The Economics for Business module provides an introductory overview of modern economics, including examples in microeconomics that have a bearing on the world of business, i.e., the organisation of firms, the economic implications of their objectives, and the markets in which they operate. The topics covered in the module are, however, the same as a standard introductory economics module (e.g. EC111 Introduction to Economics).

Economics for Business is designed for students with no previous background in economics. Although, the approach is analytical as befits modern economics, the analysis is pursued in a non-technical manner, with the principles developed using verbal reasoning complemented with graphical methods.
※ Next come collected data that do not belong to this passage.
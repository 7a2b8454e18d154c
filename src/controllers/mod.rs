//! Destination controllers and the protocol the router drives them with.
//!
//! A controller is the non-visual half of a screen: it owns the observable
//! state, talks to the store, reports to the user through the notifier, and
//! asks for navigation through the navigator. The router constructs one per
//! presented destination via the factories registered in the route table.

mod detail;
mod form;
mod list;

use std::rc::Rc;

pub use detail::ClienteDetailController;
pub use form::ClienteForm;
pub use list::ClienteListController;

use crate::db::ClienteStore;
use crate::error::StorageResult;
use crate::nav::{Navigator, Query, RouteTable};
use crate::notify::Notifier;

/// Everything a destination factory needs to build its controller. The
/// explicit bundle replaces a service locator: dependencies are visible at
/// the construction site, and tests assemble their own.
#[derive(Clone)]
pub struct Services {
    pub store: Rc<ClienteStore>,
    pub notifier: Notifier,
    pub navigator: Navigator,
}

/// Initialization protocol shared by every destination controller.
///
/// The router calls `apply_query_attributes` with the route's query as soon
/// as the controller exists, then `initialize` to load state. The split
/// mirrors the two delivery channels of the contract: the first is a
/// synchronous stash of the raw parameters, the second does the actual work
/// and may fail.
pub trait Controller {
    /// Title the shell shows for this destination.
    fn title(&self) -> &str;

    /// Receive the route's query parameters. Must not fail; controllers
    /// stash or act on what they recognize and ignore the rest. Also called
    /// on the revealed controller when a `..` route pops back to it.
    fn apply_query_attributes(&mut self, query: &Query);

    /// Load the controller's state. `params` carries the route query on
    /// first presentation and `None` when the embedding shell re-initializes
    /// a controller it built itself.
    fn initialize(&mut self, params: Option<&Query>) -> StorageResult<()>;
}

/// The concrete controllers a route can resolve to, as one type the
/// navigation context can hold without boxing.
pub enum Destination {
    ClienteList(ClienteListController),
    ClienteDetail(ClienteDetailController),
}

impl Destination {
    /// The list controller, when this destination is the list screen.
    pub fn as_list(&self) -> Option<&ClienteListController> {
        match self {
            Self::ClienteList(list) => Some(list),
            Self::ClienteDetail(_) => None,
        }
    }

    pub fn as_list_mut(&mut self) -> Option<&mut ClienteListController> {
        match self {
            Self::ClienteList(list) => Some(list),
            Self::ClienteDetail(_) => None,
        }
    }

    /// The detail controller, when this destination is the detail screen.
    pub fn as_detail(&self) -> Option<&ClienteDetailController> {
        match self {
            Self::ClienteDetail(detail) => Some(detail),
            Self::ClienteList(_) => None,
        }
    }

    pub fn as_detail_mut(&mut self) -> Option<&mut ClienteDetailController> {
        match self {
            Self::ClienteDetail(detail) => Some(detail),
            Self::ClienteList(_) => None,
        }
    }
}

impl Controller for Destination {
    fn title(&self) -> &str {
        match self {
            Self::ClienteList(list) => list.title(),
            Self::ClienteDetail(detail) => detail.title(),
        }
    }

    fn apply_query_attributes(&mut self, query: &Query) {
        match self {
            Self::ClienteList(list) => list.apply_query_attributes(query),
            Self::ClienteDetail(detail) => detail.apply_query_attributes(query),
        }
    }

    fn initialize(&mut self, params: Option<&Query>) -> StorageResult<()> {
        match self {
            Self::ClienteList(list) => list.initialize(params),
            Self::ClienteDetail(detail) => detail.initialize(params),
        }
    }
}

/// The application's route table: `clientes` for the list screen, `cliente`
/// for the detail screen. Registered once at startup.
pub fn standard_routes() -> RouteTable {
    let mut table = RouteTable::new();
    table.register("clientes", |services| {
        Destination::ClienteList(ClienteListController::new(services))
    });
    table.register("cliente", |services| {
        Destination::ClienteDetail(ClienteDetailController::new(services))
    });
    table
}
Upon completion of the module, students will be able to demonstrate an awareness of the concepts and principles central to the discipline of economics. They will be able to apply those principles to analyse elementary economic problems and to comment on their implications. Students will be able to discuss the predictions of elementary theories of the firm in a variety of market contexts (including perfect competition, monopoly and oligopoly). They will also be able to assess the implications government economic polices in the context of the theories covered in the module. The module contributes towards the key skills of problem solving, numeracy, communication, working with others, time management, and general business skills.

Employability skills include: Academic skills: Literacy, numeracy and ICT skills. Research, information and communication skills; Professional working skills: adaptability; flexibility, decision-making; External awareness: economic and business environment and policy; Personal development planning: Time management, target setting and action planning, self management, reflection and evaluation.

Learning and Teaching Methods

2 lectures per week, weeks 2-11, 16-25. 1 class per week, weeks 3-11, 16-25, 30-32


50 per cent Coursework Mark, 50 per cent Exam Mark


The assessment will be based on coursework (one assignment and one test). Feedback for this module will occur through class meetings where we will go over the answers to problem sets and where you will be able to ask questions about your own method of solution; answers that will be posted on the website for the module that will give you written guidance on the appropriate method to approach the problems, assignments, and tests; and office hours where any additional questions can be addressed. You should be sure that you use these methods to understand how to improve your own performance. For modules including a term paper, the term paper will be returned with individualised feedback that addresses what the marking criteria are and how you could improve your own work.

Exam Duration and Period

3:00 during Summer Examination period.

Other information

EC100 Economics for Business is intended for students in the first year of the Essex Business School, and is available as an outside option for other students. The module is designed as an overview of economics for students who do not intend to pursue the discipline beyond the introductory level (i.e., beyond level 4) it is a terminal module. Hence, Economics for Business will be accepted as a pre-requisite for only a limited range (to be published) of level 5 (or higher) modules in economics. The module will not provide eligibility for admission to the second year of any economics programme at the University.

EC111 Introduction to Economics is also available as an outside option.


  • Required Reading
  • N Gregory Mankiw and Mark P. Taylor, Microeconomics, 3rd Edition. (The second edition is essentially the same and can also be used.)
  • Additional Reading
  • The economic/business section of newspapers, e.g. Financial Times, Guardian, The Economists, etc.